3) Write yourself Notes
I don’t know about you, but I do a lot of thinking while lying in bed. I keep a small notepad on my bedside table where I jot down whatever I am thinking about that I don’t want to forget! When I look at these notes in the morning, I think ‘why the heck was that so important?’ But sometimes I am so grateful that I wrote it down! Note writing also helps me sleep better and fall asleep faster since I can erase those thoughts from my mind and focus on sleeping!
4) Make Priorities
Sometimes we are forgetful because we just simply have too much going on. I am very guilty of this. I often take on many different projects at once (on top of taking care of the baby and the household!) and get easily distracted. Prioritize what is important. Is it important that you make homemade snacks for school? Does baby have to be in swim lessons, music class, and baby yoga? Is it important that you meet deadlines at work? Honestly, this varies from person to person. There is no right or wrong answer as each person sets priorities very differently!
Personally, it is important to me to have time to make healthy dinners that we enjoy as a family, spend time with my husband, and get in my workouts. Unfortunately, I sometimes miss my weekly mom’s club meetings (sorry ladies xo) and haven’t finished reading an entire book in well over a year.

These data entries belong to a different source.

//! Derived connection index: target node → input port → ordered source list.

use std::collections::HashMap;

use petgraph::visit::EdgeRef;

use crate::parse::WorkflowGraph;

/// Who feeds which input port of which node. Built once per validation run;
/// read-only afterwards.
#[derive(Debug, Default)]
pub struct ConnectionIndex {
    inputs: HashMap<String, HashMap<usize, Vec<String>>>,
}

impl ConnectionIndex {
    /// Build the index in one O(E) pass over the graph's edges. Pure: sparse
    /// or absent connection data produces empty buckets, never an error.
    pub fn build(graph: &WorkflowGraph) -> Self {
        let mut inputs: HashMap<String, HashMap<usize, Vec<String>>> = HashMap::new();
        for edge in graph.graph.edge_references() {
            let source = &graph.graph[edge.source()];
            let target = &graph.graph[edge.target()];
            inputs
                .entry(target.clone())
                .or_default()
                .entry(edge.weight().input_port)
                .or_default()
                .push(source.clone());
        }
        ConnectionIndex { inputs }
    }

    /// Source nodes feeding `port` of `node`, in document order. Unknown
    /// nodes and unconnected ports yield the empty slice.
    pub fn inputs_for(&self, node: &str, port: usize) -> &[String] {
        self.inputs
            .get(node)
            .and_then(|ports| ports.get(&port))
            .map(Vec::as_slice)
            .unwrap_or(&[])
    }
}
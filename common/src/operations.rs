//! Abstract operations.

use std::marker::PhantomData;

/// Operation to update a value.
#[derive(Clone, Copy, Debug)]
pub struct Update<T>(pub T);

/// Operation to select a value.
#[derive(Clone, Copy, Debug)]
pub struct Select<T>(pub T);

/// Operation to perform a value.
#[derive(Clone, Copy, Debug)]
pub struct Perform<T>(pub T);

/// Selector of `W` by `B`.
#[derive(Clone, Copy, Debug)]
pub struct By<W, B> {
    /// Type of the value to select.
    _what: PhantomData<W>,

    /// Value to select by.
    by: B,
}

impl<W, B> By<W, B> {
    /// Creates a new [`By`] with the given value.
    #[must_use]
    pub fn new(by: B) -> Self {
        Self {
            _what: PhantomData,
            by,
        }
    }

    /// Returns a reference to the inner value.
    #[must_use]
    pub fn as_inner(&self) -> &B {
        &self.by
    }

    /// Consumes this [`By`] and returns the inner value.
    #[must_use]
    pub fn into_inner(self) -> B {
        self.by
    }
}
//! [`Query`] collection of movie recommendations.

use std::convert::Infallible;

use serde_json::json;

use crate::{
    domain::{Movie, Preferences},
    infra::gateway::Request,
    read, Client,
};
#[cfg(doc)]
use crate::Config;

use super::{Endpoint, Query};

/// Queries [`Movie`]s recommended for the provided [`Preferences`].
///
/// Scoring happens on the backend entirely.
#[derive(Clone, Debug)]
pub struct Recommendations {
    /// [`Preferences`] to recommend [`Movie`]s for.
    pub preferences: Preferences,
}

impl Endpoint for Recommendations {
    type Output = read::movie::List;

    fn request(self) -> Request {
        Request::post("/recommendations/").body(json!(self.preferences))
    }
}

/// Picks [`Movie`]s sharing a genre with the favorite ones, without any
/// remote call.
///
/// The input order is kept and the output is limited by
/// [`Config::for_you_limit`].
#[derive(Clone, Debug)]
pub struct ForYou {
    /// [`Movie`]s to pick from.
    pub movies: Vec<Movie>,

    /// [`Preferences`] to pick [`Movie`]s for.
    pub preferences: Preferences,
}

impl<Gw, St> Query<ForYou> for Client<Gw, St> {
    type Ok = Vec<Movie>;
    type Err = Infallible;

    async fn execute(&self, query: ForYou) -> Result<Self::Ok, Self::Err> {
        let ForYou {
            movies,
            preferences,
        } = query;

        Ok(movies
            .into_iter()
            .filter(|m| m.has_any_genre(&preferences.favorite_genres))
            .take(self.config().for_you_limit)
            .collect())
    }
}

#[cfg(test)]
mod tests {
    use serde_json::json;

    use crate::{
        domain::{genre, movie::TmdbId, Movie, Preferences},
        infra::{gateway::mock::Recording, Memory},
        query::{tests::client, Query as _},
        Client, Config,
    };

    use super::{ForYou, Recommendations};

    fn movie(id: u64, genres: &[u64]) -> Movie {
        serde_json::from_value(json!({
            "id": id,
            "title": format!("Movie #{id}"),
            "genre_ids": genres,
        }))
        .unwrap()
    }

    #[tokio::test]
    async fn posts_preferences_in_camel_case() {
        let gateway = Recording::default().ok(json!({"results": []}));
        let client = client(gateway.clone());

        _ = client
            .execute(Recommendations {
                preferences: Preferences {
                    favorite_genres: vec![genre::Id::from(28)],
                    favorite_movies: vec![movie(603, &[28, 878])],
                    watched_movies: vec![],
                },
            })
            .await
            .unwrap();

        let req = &gateway.requests()[0];
        assert_eq!(req.path, "/recommendations/");
        let body = req.body.as_ref().unwrap();
        assert_eq!(body["favoriteGenres"], json!([28]));
        assert_eq!(body["favoriteMovies"][0]["id"], json!(603));
        assert_eq!(body["watchedMovies"], json!([]));
    }

    #[tokio::test]
    async fn picks_movies_sharing_genres() {
        let client = client(Recording::default());

        let picked = client
            .execute(ForYou {
                movies: vec![
                    movie(1, &[18]),
                    movie(2, &[28, 12]),
                    movie(3, &[35]),
                    movie(4, &[12]),
                ],
                preferences: Preferences {
                    favorite_genres: vec![genre::Id::from(12)],
                    ..Preferences::default()
                },
            })
            .await
            .unwrap();

        assert_eq!(
            picked.iter().map(|m| m.id).collect::<Vec<_>>(),
            [TmdbId::from(2), TmdbId::from(4)],
        );
    }

    #[tokio::test]
    async fn limits_picked_movies() {
        let client = Client::new(
            Config { for_you_limit: 2 },
            Recording::default(),
            Memory::default(),
        );

        let picked = client
            .execute(ForYou {
                movies: (1..=5).map(|id| movie(id, &[12])).collect(),
                preferences: Preferences {
                    favorite_genres: vec![genre::Id::from(12)],
                    ..Preferences::default()
                },
            })
            .await
            .unwrap();

        assert_eq!(picked.len(), 2);
        assert_eq!(picked[0].id, TmdbId::from(1));
    }

    #[tokio::test]
    async fn picks_nothing_without_favorite_genres() {
        let client = client(Recording::default());

        let picked = client
            .execute(ForYou {
                movies: vec![movie(1, &[12])],
                preferences: Preferences::default(),
            })
            .await
            .unwrap();

        assert!(picked.is_empty());
    }
}
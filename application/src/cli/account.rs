//! Session and profile commands.

use client::{
    command::{
        authenticate, AddFavoriteGenres, AddFavoriteMovies, AddWatchedMovies,
        Authenticate, Logout, SaveMovie, SavePreferences,
    },
    domain::{
        genre,
        movie::{self, TmdbId},
        user::{self, profile::Rating, session::State},
        Preferences, Profile,
    },
    query::{CachedProfile, CurrentUser, SessionState, UserProfile, WatchHistory},
    Command as _, Query as _,
};
use secrecy::SecretBox;
use serde_json::{json, Value};

use crate::{define_error, AsError, Client, Error};

use super::{local, mutated, render};

/// Registers a new user, logging in as them if the backend allows.
#[tracing::instrument(skip_all, fields(username = %username))]
pub(super) async fn register(
    client: &Client,
    username: user::Username,
    email: Option<user::Email>,
    password: user::Password,
) -> Result<Value, Error> {
    let session = client
        .execute(Authenticate::Register {
            username,
            email,
            password: SecretBox::init_with(move || password),
        })
        .await
        .map_err(AsError::into_error)?;
    Ok(json!({
        "authenticated": session.is_some(),
        "user": render(&session.map(|s| s.user))?,
    }))
}

/// Logs in as an existing user.
#[tracing::instrument(skip_all, fields(username = %username))]
pub(super) async fn login(
    client: &Client,
    username: user::Username,
    password: user::Password,
) -> Result<Value, Error> {
    let session = client
        .execute(Authenticate::Login {
            username,
            password: SecretBox::init_with(move || password),
        })
        .await
        .map_err(AsError::into_error)?;
    Ok(json!({
        "authenticated": session.is_some(),
        "user": render(&session.map(|s| s.user))?,
    }))
}

/// Ends the current session.
pub(super) async fn logout(client: &Client) -> Result<Value, Error> {
    client.execute(Logout).await.map_err(AsError::into_error)?;
    Ok(json!({ "status": "Logged out" }))
}

/// Shows the state of the current session.
pub(super) async fn whoami(client: &Client) -> Result<Value, Error> {
    Ok(match local(client.execute(SessionState).await) {
        State::Anonymous => json!({ "state": "anonymous" }),
        State::Authenticating => json!({ "state": "authenticating" }),
        State::Authenticated(session) => json!({
            "state": "authenticated",
            "user": render(&session.user)?,
        }),
    })
}

/// Shows the [`Profile`] of the current user, as stored by the backend.
pub(super) async fn profile(client: &Client) -> Result<Value, Error> {
    let profile = client
        .execute(UserProfile)
        .await
        .map_err(AsError::into_error)?;
    render(&profile)
}

/// Lists the watch history of the current user.
pub(super) async fn history(client: &Client) -> Result<Value, Error> {
    let history = client
        .execute(WatchHistory)
        .await
        .map_err(AsError::into_error)?;
    render(&history)
}

/// Replaces favorite genres of the current user.
pub(super) async fn favorite_genres(
    client: &Client,
    genres: Vec<genre::Id>,
) -> Result<Value, Error> {
    let profile = current_profile(client).await?;
    let outcome = client
        .execute(AddFavoriteGenres {
            profile: profile.id,
            genres,
        })
        .await
        .map_err(AsError::into_error)?;
    mutated(outcome)
}

/// Replaces favorite movies of the current user.
pub(super) async fn favorite_movies(
    client: &Client,
    tmdb_ids: Vec<TmdbId>,
) -> Result<Value, Error> {
    let profile = current_profile(client).await?;
    let movies = save_all(client, tmdb_ids).await?;
    let outcome = client
        .execute(AddFavoriteMovies {
            profile: profile.id,
            movies,
        })
        .await
        .map_err(AsError::into_error)?;
    mutated(outcome)
}

/// Records watched movies of the current user.
pub(super) async fn watched(
    client: &Client,
    tmdb_ids: Vec<TmdbId>,
    rating: Option<Rating>,
) -> Result<Value, Error> {
    let profile = current_profile(client).await?;
    let movies = save_all(client, tmdb_ids).await?;
    let outcome = client
        .execute(AddWatchedMovies {
            profile: profile.id,
            movies,
            rating,
        })
        .await
        .map_err(AsError::into_error)?;
    mutated(outcome)
}

/// Replaces all the preferences of the current user at once.
///
/// Movies already known from the current [`Profile`] aren't saved again.
pub(super) async fn preferences(
    client: &Client,
    genres: Vec<genre::Id>,
    favorites: Vec<TmdbId>,
    watched: Vec<TmdbId>,
    rating: Option<Rating>,
) -> Result<Value, Error> {
    let profile = current_profile(client).await?;
    let known = profile
        .favorite_movies
        .iter()
        .chain(profile.watch_history.iter().map(|w| &w.movie))
        .map(movie::Reference::from)
        .collect::<Vec<_>>();
    let reference = |tmdb_id: TmdbId| {
        known
            .iter()
            .find(|r| r.tmdb_id == tmdb_id)
            .cloned()
            .unwrap_or_else(|| movie::Reference {
                id: None,
                tmdb_id,
                title: tmdb_id.to_string(),
                poster_path: None,
                genre_ids: vec![],
            })
    };

    let outcome = client
        .execute(SavePreferences {
            profile: profile.id,
            genres,
            favorite_movies: favorites.into_iter().map(reference).collect(),
            watched_movies: watched.into_iter().map(reference).collect(),
            rating,
        })
        .await
        .map_err(AsError::into_error)?;
    mutated(outcome)
}

/// Returns [`Preferences`] of the current user, preferring the summary kept
/// in the session.
///
/// Anonymous user has no [`Preferences`].
pub(super) async fn current_preferences(
    client: &Client,
) -> Result<Preferences, Error> {
    let Some(user) = local(client.execute(CurrentUser).await) else {
        return Ok(Preferences::default());
    };
    if let Some(preferences) = user.preferences {
        return Ok(preferences);
    }
    Ok(Preferences::from(&current_profile(client).await?))
}

/// Returns the [`Profile`] of the current user, preferring the cached one.
async fn current_profile(client: &Client) -> Result<Profile, Error> {
    define_error! {
        enum ProfileError {
            #[code = "NO_PROFILE"]
            #[message = "Current `User` has no `Profile`"]
            Missing,
        }
    }

    if let Some(profile) = local(client.execute(CachedProfile).await) {
        return Ok(profile);
    }
    client
        .execute(UserProfile)
        .await
        .map_err(AsError::into_error)?
        .ok_or_else(|| ProfileError::Missing.into())
}

/// Saves the movies with the provided [`TmdbId`]s into the backend storage
/// one by one, returning their local IDs.
async fn save_all(
    client: &Client,
    tmdb_ids: Vec<TmdbId>,
) -> Result<Vec<movie::Id>, Error> {
    let mut ids = Vec::with_capacity(tmdb_ids.len());
    for tmdb_id in tmdb_ids {
        let stored = client
            .execute(SaveMovie { tmdb_id })
            .await
            .map_err(AsError::into_error)?;
        ids.push(stored.id);
    }
    Ok(ids)
}

impl AsError for authenticate::ExecutionError {
    fn try_as_error(&self) -> Option<Error> {
        define_error! {
            enum Error {
                #[code = "AUTHENTICATION_IN_PROGRESS"]
                #[message = "Another authentication is in progress"]
                InProgress,
            }
        }

        match self {
            Self::InProgress => Some(Error::InProgress.into()),
            Self::Failure(f) => f.try_as_error(),
            Self::Storage(e) => e.try_as_error(),
        }
    }
}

5) Don’t Sweat the Small Stuff
You know that book? The one with all the great advice about not worrying about the things that are not important? Yeah, I didn’t finish that one either but I got the message! I learned a long time ago that worrying about the things that won’t matter, tomorrow, next week or even next year is better for your health. You may find that you are less stressed and overall a more relaxed and pleasant person. Not saying that this is easy to do, but it is something that I am currently working on.